The court system can play a big part in CPS cases. Reckling admitted that what is decided in court is most often based on the documentation provided by CPS caseworkers, investigators and guardian ad litems, who are often attorneys assigned by the courts to act on the child's behalf during a case - especially during a custody dispute.

It's this "in between" process where families say injustices are being done, but they also point the finger at guardian ad litems who sometimes enjoy a "cozy" relationship with other attorneys and judges who are involved in the same case.

Williams-Smotherman said the entire system is broken "and not just for the foster parents, as is popular and safe for legislators to suggest," she said. "Every day that judges, attorneys guardian ad litems, service coordinators, the Ombudsman's office, the Foster Care Review Board, our legislators and our governor allow such obvious violations to civil liberties to continue on without demanding immediate sweeping changes, the public is being denied justice."

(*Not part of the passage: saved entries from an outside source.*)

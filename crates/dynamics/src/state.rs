//! Model state carried across steps of a single run.

use serde::Serialize;
use types::EPS;

/// State variables of one run.
///
/// Created fresh by every run; nothing here outlives the loop.
#[derive(Debug, Clone, Copy, PartialEq, Serialize)]
pub struct ModelState {
    /// Activity (A).
    pub activity: f64,
    /// Energy (E).
    pub energy: f64,
    /// Cost (C).
    pub cost: f64,
    /// Hazard memory (H).
    pub hazard: f64,
    /// Phase (Ψ) in radians.
    pub phase: f64,
}

impl ModelState {
    /// `A = E = C = 1`, no hazard memory, zero phase.
    pub fn initial() -> Self {
        Self {
            activity: 1.0,
            energy: 1.0,
            cost: 1.0,
            hazard: 0.0,
            phase: 0.0,
        }
    }

    /// A·E / (C + H + ε).
    pub fn ratio(&self) -> f64 {
        self.activity * self.energy / (self.cost + self.hazard + EPS)
    }

    /// Instantaneous score Z = ratio · cos²Ψ.
    pub fn score(&self) -> f64 {
        self.ratio() * self.phase.cos().powi(2)
    }
}

impl Default for ModelState {
    fn default() -> Self {
        Self::initial()
    }
}

#[cfg(test)]
mod tests {
    use super::*;

    #[test]
    fn test_initial_score() {
        let state = ModelState::initial();
        // 1·1 / (1 + 0 + ε) · cos²0
        assert!((state.score() - 1.0 / (1.0 + EPS)).abs() < 1e-12);
    }

    #[test]
    fn test_score_vanishes_at_quarter_phase() {
        let state = ModelState {
            phase: std::f64::consts::FRAC_PI_2,
            ..ModelState::initial()
        };
        assert!(state.score().abs() < 1e-12);
        assert!(state.ratio() > 0.99);
    }

    #[test]
    fn test_ratio_guarded_at_zero_denominator() {
        let state = ModelState {
            cost: 0.0,
            hazard: 0.0,
            ..ModelState::initial()
        };
        assert!(state.ratio().is_finite());
    }
}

Williams-Smotherman said it's the worst form of government abuse, "all at the expense of innocent children, who are the most victimized and harmed by these realities," she said.

If you have a CPS story to tell, you can contact Williams-Smotherman at melanie@familyadvocacymovement.com or call (402) 689-9613.

Click on this story at nptelegraph.com to post your comments, or e-mail
mark.young@nptelegraph.com.

(Editor's note: An HHS spokesperson said the Child Protective Services department is prepared to release information on the Brandi Knutson case, featured in a Feb. 12 story in the Telegraph, which according to the spokesperson shows that CPS was no longer active in that case after 2009 and that Lincoln County District Court had authority from that point forward.)